TASK GOAL: Identify all lines of the data containing the string "Moves" and copy them.

RECORDS:
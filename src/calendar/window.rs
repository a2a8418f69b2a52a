use super::month::{MonthFactory, MonthGrid};
use crate::dates::{floor_to_month, next_month, previous_month};
use crate::range::Range;
use std::collections::VecDeque;
use std::num::NonZeroUsize;
use thiserror::Error;
use time::Date;

/// Fewest months generated when the panel opens
const MIN_INITIAL_MONTHS: usize = 3;

#[derive(Clone, Debug, Eq, PartialEq)]
pub(crate) struct MonthEntry {
    pub(crate) anchor: Date,
    pub(crate) view: MonthGrid,
}

impl MonthEntry {
    fn new(view: MonthGrid) -> Self {
        MonthEntry {
            anchor: view.anchor(),
            view,
        }
    }
}

/// A chronological list of generated months plus the window of `visible`
/// months starting at `scroll_index` that is currently on screen.  The list
/// only ever grows, and only at its ends.
#[derive(Clone, Debug, Eq, PartialEq)]
pub(crate) struct MonthWindow {
    months: VecDeque<MonthEntry>,
    scroll_index: usize,
    visible: NonZeroUsize,
}

impl MonthWindow {
    /// Generates months from the one containing the end of `range`
    /// backwards for as long as each month starts on or after the first day
    /// of `range`, producing at least three (and at least `visible`) months,
    /// and scrolls so that the window ends on the latest month.
    ///
    /// A month that starts before the first day is only generated to make
    /// up the minimum count.
    pub(crate) fn spanning(range: &Range, visible: NonZeroUsize, factory: &MonthFactory) -> Self {
        let first = range.first();
        let want = visible.get().max(MIN_INITIAL_MONTHS);
        let mut months = VecDeque::with_capacity(want);
        let mut cursor = Some(floor_to_month(range.end()));
        while let Some(anchor) = cursor {
            if anchor < first && months.len() >= want {
                break;
            }
            months.push_front(MonthEntry::new(factory.build(anchor)));
            cursor = previous_month(anchor);
        }
        let scroll_index = months.len().saturating_sub(visible.get());
        MonthWindow {
            months,
            scroll_index,
            visible,
        }
    }

    pub(crate) fn len(&self) -> usize {
        self.months.len()
    }

    pub(crate) fn scroll_index(&self) -> usize {
        self.scroll_index
    }

    pub(crate) fn months(&self) -> impl Iterator<Item = &MonthEntry> {
        self.months.iter()
    }

    pub(crate) fn grids(&self) -> impl Iterator<Item = &MonthGrid> {
        self.months.iter().map(|m| &m.view)
    }

    #[cfg(test)]
    pub(crate) fn visible_months(&self) -> impl Iterator<Item = &MonthEntry> {
        self.months.iter().skip(self.scroll_index).take(self.visible.get())
    }

    /// Horizontal distance from the start of the month list to the month at
    /// the left edge of the window, given the width each month occupies
    pub(crate) fn viewport_offset(&self, month_stride: usize) -> usize {
        self.scroll_index.saturating_mul(month_stride)
    }

    /// Moves the window one month into the past, generating a new earliest
    /// month if the window is already at the start of the list
    pub(crate) fn scroll_left(&mut self, factory: &MonthFactory) -> Result<(), ScrollError> {
        if let Some(i) = self.scroll_index.checked_sub(1) {
            self.scroll_index = i;
        } else {
            let earliest = self.months.front().map(|m| m.anchor);
            let anchor = earliest.and_then(previous_month).ok_or(ScrollError::OutOfTime)?;
            self.months.push_front(MonthEntry::new(factory.build(anchor)));
        }
        Ok(())
    }

    /// Moves the window one month into the future, generating a new latest
    /// month if the window would run past the end of the list
    pub(crate) fn scroll_right(&mut self, factory: &MonthFactory) -> Result<(), ScrollError> {
        if !self.right_visible(factory) {
            return Err(ScrollError::FutureBound);
        }
        let scroll_index = self.scroll_index + 1;
        if scroll_index + self.visible.get() > self.months.len() {
            let latest = self.months.back().map(|m| m.anchor);
            let anchor = latest.and_then(next_month).ok_or(ScrollError::OutOfTime)?;
            self.months.push_back(MonthEntry::new(factory.build(anchor)));
        }
        self.scroll_index = scroll_index;
        Ok(())
    }

    /// Whether the scroll-right control is offered.  With future dates
    /// disallowed, it is hidden once the month after the last visible one
    /// starts after today.
    pub(crate) fn right_visible(&self, factory: &MonthFactory) -> bool {
        if !factory.no_future() {
            return true;
        }
        let last_visible = (self.scroll_index + self.visible.get())
            .min(self.months.len())
            .checked_sub(1)
            .and_then(|i| self.months.get(i));
        last_visible
            .and_then(|m| next_month(m.anchor))
            .is_some_and(|d| d <= factory.today())
    }
}

#[derive(Copy, Clone, Debug, Eq, Error, PartialEq)]
pub(crate) enum ScrollError {
    #[error("no selectable days lie beyond this month")]
    FutureBound,
    #[error("reached the end of time")]
    OutOfTime,
}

YOUR SOLUTION:
    /// Moves the window one month into the past, generating a new earliest
    /// Moves the window one month into the future, generating a new latest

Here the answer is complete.